Your task is to reproduce exactly the lines that run from the beginning of the data through the line where "a short APDU." appears.
[[ Materials provided, beginning ]]
//! APDU command definitions
//!
//! This module provides the generic [`Command`] type and its ISO/IEC 7816-4
//! serialization, covering short and extended length encodings as well as
//! command chaining.

use bytes::{BufMut, Bytes, BytesMut};

use crate::Error;

/// Expected response length (Le). `256` encodes as `0x00` in a short APDU.
pub type ExpectedLength = u16;

/// Class byte bit signalling that more fragments of a chained command follow
pub const CLA_CHAINING: u8 = 0x10;

/// Largest data field a short APDU can carry
pub const SHORT_MAX_DATA: usize = 255;

/// Generic APDU command structure
#[derive(Debug, Clone, PartialEq, Eq)]
pub struct Command {
    /// Command class byte
    pub cla: u8,
    /// Instruction byte
    pub ins: u8,
    /// Parameter 1
    pub p1: u8,
    /// Parameter 2
    pub p2: u8,
    /// Command data (optional)
    pub data: Option<Bytes>,
    /// Expected length (optional)
    pub le: Option<ExpectedLength>,
}

impl Command {
    /// Create a new command with just the header bytes
    pub const fn new(cla: u8, ins: u8, p1: u8, p2: u8) -> Self {
        Self { cla, ins, p1, p2, data: None, le: None }
    }

    /// Create a new command with expected response length (Le)
    pub const fn new_with_le(cla: u8, ins: u8, p1: u8, p2: u8, le: ExpectedLength) -> Self {
        Self { cla, ins, p1, p2, data: None, le: Some(le) }
    }

    /// Create a new command with data payload
    pub fn new_with_data<T: Into<Bytes>>(cla: u8, ins: u8, p1: u8, p2: u8, data: T) -> Self {
        Self { cla, ins, p1, p2, data: Some(data.into()), le: None }
    }

    /// Set the data field
    pub fn with_data<T: Into<Bytes>>(mut self, data: T) -> Self {
        self.data = Some(data.into());
        self
    }

    /// Set the expected length field
    pub const fn with_le(mut self, le: ExpectedLength) -> Self {
        self.le = Some(le);
        self
    }

    /// Length of the data field, zero when absent
    pub fn data_len(&self) -> usize {
        self.data.as_ref().map_or(0, Bytes::len)
    }

    /// Whether the chaining bit is set in the class byte
    pub const fn is_chained(&self) -> bool {
        self.cla & CLA_CHAINING != 0
    }

    /// Whether this command needs the extended length encoding
    pub fn is_extended(&self) -> bool {
        self.data_len() > SHORT_MAX_DATA || self.le.is_some_and(|le| le > 256)
    }

    /// Convert to raw APDU bytes
    pub fn to_bytes(&self) -> Bytes {
        let mut buffer = BytesMut::with_capacity(self.command_length());

        // Header: CLA, INS, P1, P2
        buffer.put_u8(self.cla);
        buffer.put_u8(self.ins);
        buffer.put_u8(self.p1);
        buffer.put_u8(self.p2);

        let extended = self.is_extended();
        let data = self.data.as_deref().filter(|data| !data.is_empty());

        if let Some(data) = data {
            if extended {
                buffer.put_u8(0x00);
                buffer.put_u16(data.len() as u16);
            } else {
                buffer.put_u8(data.len() as u8);
            }
            buffer.put_slice(data);
        }

        if let Some(le) = self.le {
            if extended {
                if data.is_none() {
                    buffer.put_u8(0x00);
                }
                // 65536 wraps to 0x0000
                buffer.put_u16(le);
            } else {
                // 256 wraps to 0x00
                buffer.put_u8(le as u8);
            }
        }

        buffer.freeze()
    }

    /// Calculate length of serialized command
    pub fn command_length(&self) -> usize {
        let extended = self.is_extended();
        let data_len = self.data_len();
        let mut length = 4;

        if data_len > 0 {
            length += if extended { 3 } else { 1 } + data_len;
        }
        if self.le.is_some() {
            length += match (extended, data_len > 0) {
                (false, _) => 1,
                (true, true) => 2,
                (true, false) => 3,
            };
        }

        length
    }

    /// Split this command into a chain of commands whose data fields are at
    /// most `max_payload` bytes each.
    ///
    /// Every fragment except the last carries [`CLA_CHAINING`]. Only the last
    /// fragment keeps the expected length. A command that already fits is
    /// returned unchanged as a single-element chain.
    pub fn chain(&self, max_payload: usize) -> Vec<Self> {
        let max_payload = max_payload.max(1);
        let Some(data) = self.data.as_ref().filter(|data| data.len() > max_payload) else {
            return vec![self.clone()];
        };

        let count = data.len().div_ceil(max_payload);
        (0..count)
            .map(|index| {
                let start = index * max_payload;
                let end = (start + max_payload).min(data.len());
                let last = index + 1 == count;
                Self {
                    cla: if last { self.cla } else { self.cla | CLA_CHAINING },
                    ins: self.ins,
                    p1: self.p1,
                    p2: self.p2,
                    data: Some(data.slice(start..end)),
                    le: if last { self.le } else { None },
                }
            })
            .collect()
    }

    /// Parse a command from raw bytes
    pub fn from_bytes(data: &[u8]) -> Result<Self, Error> {
        if data.len() < 4 {
            return Err(Error::InvalidCommandLength(data.len()));
        }

        let mut command = Self::new(data[0], data[1], data[2], data[3]);
        let body = &data[4..];

        match body.len() {
            0 => {}
            1 => command.le = Some(short_le(body[0])),
            _ if body[0] == 0x00 && body.len() >= 3 => {
                // Extended encoding
                let word = u16::from_be_bytes([body[1], body[2]]);
                if body.len() == 3 {
                    command.le = Some(word);
                } else {
                    let lc = word as usize;
                    let rest = &body[3..];
                    if rest.len() == lc {
                        command.data = Some(Bytes::copy_from_slice(rest));
                    } else if rest.len() == lc + 2 {
                        command.data = Some(Bytes::copy_from_slice(&rest[..lc]));
                        command.le = Some(u16::from_be_bytes([rest[lc], rest[lc + 1]]));
                    } else {
                        return Err(Error::InvalidCommandLength(data.len()));
                    }
                }
            }
            _ => {
                let lc = body[0] as usize;
                let rest = &body[1..];
                if rest.len() == lc {
                    command.data = Some(Bytes::copy_from_slice(rest));
                } else if rest.len() == lc + 1 {
                    command.data = Some(Bytes::copy_from_slice(&rest[..lc]));
                    command.le = Some(short_le(rest[lc]));
                } else {
                    return Err(Error::InvalidCommandLength(data.len()));
                }
            }
        }

        Ok(command)
    }
}

const fn short_le(byte: u8) -> ExpectedLength {
    if byte == 0 { 256 } else { byte as ExpectedLength }
}
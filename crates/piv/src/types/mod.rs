mod algorithm;
mod credential;
mod key;
mod metadata;
mod slot;
mod version;

pub use algorithm::{KeyFamily, KeyType, ManagementKeyAlgorithm};
pub use credential::{Credential, CredentialKind, RetryCounter};
pub use key::{PrivateKey, PublicKey, SharedSecret, Signature};
pub use metadata::{CredentialMetadata, ManagementKeyMetadata, SlotMetadata};
pub use slot::{KeyStatus, PinPolicy, SlotId, TouchPolicy};
pub use version::FirmwareVersion;
#[test]
fn test_change_pin_with_stale_salt() {
    let mut session = configured(V5_4, PinOnlyMode::DERIVED);
    let replacement = ManagementKey::generate(ManagementKeyAlgorithm::TripleDes);
    session
        .auth()
        .change_management_key(&replacement, TouchPolicy::Default)
        .unwrap();

    let new_pin = Credential::new("111111");
    session.pin_only().change_pin(&default_pin(), &new_pin).unwrap();
    session.auth().verify_pin(&new_pin).unwrap();
    assert_eq!(token(&mut session).management_key(), &replacement);

    // The salt no longer opens the token
    let mut session = reopen(session, config());
    let recovered = session.pin_only().try_recover(&new_pin).unwrap();
    assert_eq!(recovered, PinOnlyMode::NONE);
    assert!(!session.state().is_management_key_authenticated());
}

#[test]
fn test_recovery_replaces_stale_printed_key() {
    let session = configured(V5_4, PinOnlyMode::PROTECTED_AND_DERIVED);
    let mut session = reopen(session, config());
    let stale = ManagementKey::generate(ManagementKeyAlgorithm::TripleDes);
    let mut printed = vec![0x88, 0x1A, 0x89, 0x18];
    printed.extend_from_slice(stale.as_bytes());
    token_mut(&mut session).store_object(objects::PRINTED, &printed);

    let recovered = session.pin_only().try_recover(&default_pin()).unwrap();
    assert_eq!(recovered, PinOnlyMode::DERIVED);
    assert!(session.state().is_management_key_authenticated());

    let key = token(&mut session).management_key().clone();
    let stored = token(&mut session).object(objects::PRINTED).unwrap().to_vec();
    assert!(stored.ends_with(key.as_bytes()));
}

#[test]
fn test_set_mode_survives_interrupted_link() {
    for mode in [
        PinOnlyMode::PROTECTED,
        PinOnlyMode::DERIVED,
        PinOnlyMode::PROTECTED_AND_DERIVED,
    ] {
        let mut completed = false;
        for after in 0..32 {
            let mut session = open_with(SimulatedToken::new(V5_4), fragile_config());
            authenticate(&mut session);
            let old_key = token(&mut session).management_key().clone();
            token_mut(&mut session).fail_transmission_after(after);

            match session
                .pin_only()
                .set_mode(mode, ManagementKeyAlgorithm::TripleDes, &default_pin())
            {
                Ok(()) => {
                    completed = true;
                    break;
                }
                Err(error) => {
                    assert!(matches!(error, Error::Transport(_)), "{mode:?} after {after}: {error}")
                }
            }

            let mut session = reopen(session, config());
            if token(&mut session).management_key() == &old_key {
                continue;
            }
            let recovered = session.pin_only().try_recover(&default_pin()).unwrap();
            assert_ne!(recovered, PinOnlyMode::NONE, "{mode:?} after {after}");
            assert!(
                session.state().is_management_key_authenticated(),
                "{mode:?} after {after}"
            );
        }
        assert!(completed, "{mode:?} never completed");
    }
}

#[test]
fn test_change_pin_survives_interrupted_link() {
    let new_pin = Credential::new("975310");
    for mode in [PinOnlyMode::DERIVED, PinOnlyMode::PROTECTED_AND_DERIVED] {
        let mut completed = false;
        for after in 0..32 {
            let session = configured(V5_4, mode);
            let mut session = reopen(session, fragile_config());
            token_mut(&mut session).fail_transmission_after(after);

            match session.pin_only().change_pin(&default_pin(), &new_pin) {
                Ok(()) => completed = true,
                Err(error) => {
                    assert!(matches!(error, Error::Transport(_)), "{mode:?} after {after}: {error}")
                }
            }
            token_mut(&mut session).stop_failing();

            let mut session = reopen(session, config());
            let recovered = recover_with_either(&mut session, &default_pin(), &new_pin);
            assert_ne!(recovered, PinOnlyMode::NONE, "{mode:?} after {after}");
            assert!(
                session.state().is_management_key_authenticated(),
                "{mode:?} after {after}"
            );
            if completed {
                assert_eq!(recovered, mode);
                break;
            }
        }
        assert!(completed, "{mode:?} never completed");
    }
}

#[test]
fn test_interrupted_repair_is_finished_later() {
    let mut completed = false;
    for after in 0..32 {
        let session = configured(V5_4, PinOnlyMode::PROTECTED_AND_DERIVED);
        let mut session = reopen(session, fragile_config());
        token_mut(&mut session).remove_object(objects::PRINTED);
        token_mut(&mut session).fail_transmission_after(after);

        if session.pin_only().try_recover(&default_pin()).is_ok() {
            completed = true;
        }
        token_mut(&mut session).stop_failing();

        let mut session = reopen(session, config());
        let recovered = session.pin_only().try_recover(&default_pin()).unwrap();
        assert_eq!(recovered.derived, AxisState::Configured, "after {after}");
        assert_eq!(
            session.pin_only().get_mode().unwrap(),
            PinOnlyMode::PROTECTED_AND_DERIVED,
            "after {after}"
        );
        if completed {
            break;
        }
    }
    assert!(completed);
}
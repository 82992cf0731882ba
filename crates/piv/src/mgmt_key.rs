//! Management key material and the block cipher used to answer challenges

use std::fmt;

use aes::{Aes128, Aes192, Aes256};
use cipher::generic_array::GenericArray;
use cipher::{BlockDecrypt, BlockEncrypt, KeyInit};
use des::TdesEde3;
use pbkdf2::pbkdf2_hmac;
use rand::RngCore;
use sha1::Sha1;
use subtle::ConstantTimeEq;
use zeroize::{Zeroize, ZeroizeOnDrop};

use crate::constants::DEFAULT_MANAGEMENT_KEY;
use crate::types::{Credential, ManagementKeyAlgorithm};
use crate::{Error, Result};

/// Management key value tagged with its algorithm
#[derive(Clone, Zeroize, ZeroizeOnDrop)]
pub struct ManagementKey {
    #[zeroize(skip)]
    algorithm: ManagementKeyAlgorithm,
    key: Vec<u8>,
}

impl ManagementKey {
    /// Wrap `key`, checking its length against `algorithm`
    pub fn new(algorithm: ManagementKeyAlgorithm, key: impl Into<Vec<u8>>) -> Result<Self> {
        let key = key.into();
        if key.len() != algorithm.key_len() {
            return Err(Error::InvalidArgument(format!(
                "{algorithm} key must be {} bytes, got {}",
                algorithm.key_len(),
                key.len()
            )));
        }
        Ok(Self { algorithm, key })
    }

    /// Factory default value for `algorithm`
    pub fn default_for(algorithm: ManagementKeyAlgorithm) -> Self {
        let key = DEFAULT_MANAGEMENT_KEY
            .iter()
            .copied()
            .cycle()
            .take(algorithm.key_len())
            .collect();
        Self { algorithm, key }
    }

    /// Fresh random key
    pub fn generate(algorithm: ManagementKeyAlgorithm) -> Self {
        let mut key = vec![0u8; algorithm.key_len()];
        rand::rng().fill_bytes(&mut key);
        Self { algorithm, key }
    }

    /// Derive a TripleDES key from the PIN with PBKDF2-HMAC-SHA1
    pub fn derive_from_pin(pin: &Credential, salt: &[u8], iterations: u32) -> Self {
        let algorithm = ManagementKeyAlgorithm::TripleDes;
        let mut key = vec![0u8; algorithm.key_len()];
        pbkdf2_hmac::<Sha1>(pin.as_bytes(), salt, iterations, &mut key);
        Self { algorithm, key }
    }

    /// Cipher the key is used with
    pub const fn algorithm(&self) -> ManagementKeyAlgorithm {
        self.algorithm
    }

    /// Raw key bytes
    pub fn as_bytes(&self) -> &[u8] {
        &self.key
    }

    /// Whether this is the factory default value
    pub fn is_default(&self) -> bool {
        *self == Self::default_for(self.algorithm)
    }

    /// Encrypt one challenge with the key's block cipher (ECB, no padding)
    pub fn encrypt(&self, data: &[u8]) -> Result<Vec<u8>> {
        let mut out = data.to_vec();
        match self.algorithm {
            ManagementKeyAlgorithm::TripleDes => encrypt_with::<TdesEde3>(&self.key, &mut out)?,
            ManagementKeyAlgorithm::Aes128 => encrypt_with::<Aes128>(&self.key, &mut out)?,
            ManagementKeyAlgorithm::Aes192 => encrypt_with::<Aes192>(&self.key, &mut out)?,
            ManagementKeyAlgorithm::Aes256 => encrypt_with::<Aes256>(&self.key, &mut out)?,
        }
        Ok(out)
    }

    /// Decrypt one witness with the key's block cipher (ECB, no padding)
    pub fn decrypt(&self, data: &[u8]) -> Result<Vec<u8>> {
        let mut out = data.to_vec();
        match self.algorithm {
            ManagementKeyAlgorithm::TripleDes => decrypt_with::<TdesEde3>(&self.key, &mut out)?,
            ManagementKeyAlgorithm::Aes128 => decrypt_with::<Aes128>(&self.key, &mut out)?,
            ManagementKeyAlgorithm::Aes192 => decrypt_with::<Aes192>(&self.key, &mut out)?,
            ManagementKeyAlgorithm::Aes256 => decrypt_with::<Aes256>(&self.key, &mut out)?,
        }
        Ok(out)
    }
}

impl PartialEq for ManagementKey {
    fn eq(&self, other: &Self) -> bool {
        self.algorithm == other.algorithm && bool::from(self.key.ct_eq(&other.key))
    }
}

impl Eq for ManagementKey {}

fn check_blocks(len: usize, block_size: usize) -> Result<()> {
    if len == 0 || len % block_size != 0 {
        return Err(Error::ProtocolViolation("challenge is not a whole number of blocks"));
    }
    Ok(())
}

fn encrypt_with<C: BlockEncrypt + KeyInit>(key: &[u8], data: &mut [u8]) -> Result<()> {
    check_blocks(data.len(), C::block_size())?;
    let cipher = C::new_from_slice(key)
        .map_err(|_| Error::InvalidArgument("management key has the wrong length".into()))?;
    for block in data.chunks_exact_mut(C::block_size()) {
        cipher.encrypt_block(GenericArray::from_mut_slice(block));
    }
    Ok(())
}

fn decrypt_with<C: BlockDecrypt + KeyInit>(key: &[u8], data: &mut [u8]) -> Result<()> {
    check_blocks(data.len(), C::block_size())?;
    let cipher = C::new_from_slice(key)
        .map_err(|_| Error::InvalidArgument("management key has the wrong length".into()))?;
    for block in data.chunks_exact_mut(C::block_size()) {
        cipher.decrypt_block(GenericArray::from_mut_slice(block));
    }
    Ok(())
}

impl fmt::Debug for ManagementKey {
    fn fmt(&self, f: &mut fmt::Formatter<'_>) -> fmt::Result {
        f.debug_struct("ManagementKey")
            .field("algorithm", &self.algorithm)
            .field("key", &"[REDACTED]")
            .finish()
    }
}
[[ Materials provided, end ]]
● **Written solution**
//! APDU command definitions
//!
//! This module provides the generic [`Command`] type and its ISO/IEC 7816-4
//! serialization, covering short and extended length encodings as well as
//! command chaining.

use bytes::{BufMut, Bytes, BytesMut};

use crate::Error;

/// Expected response length (Le). `256` encodes as `0x00` in a short APDU.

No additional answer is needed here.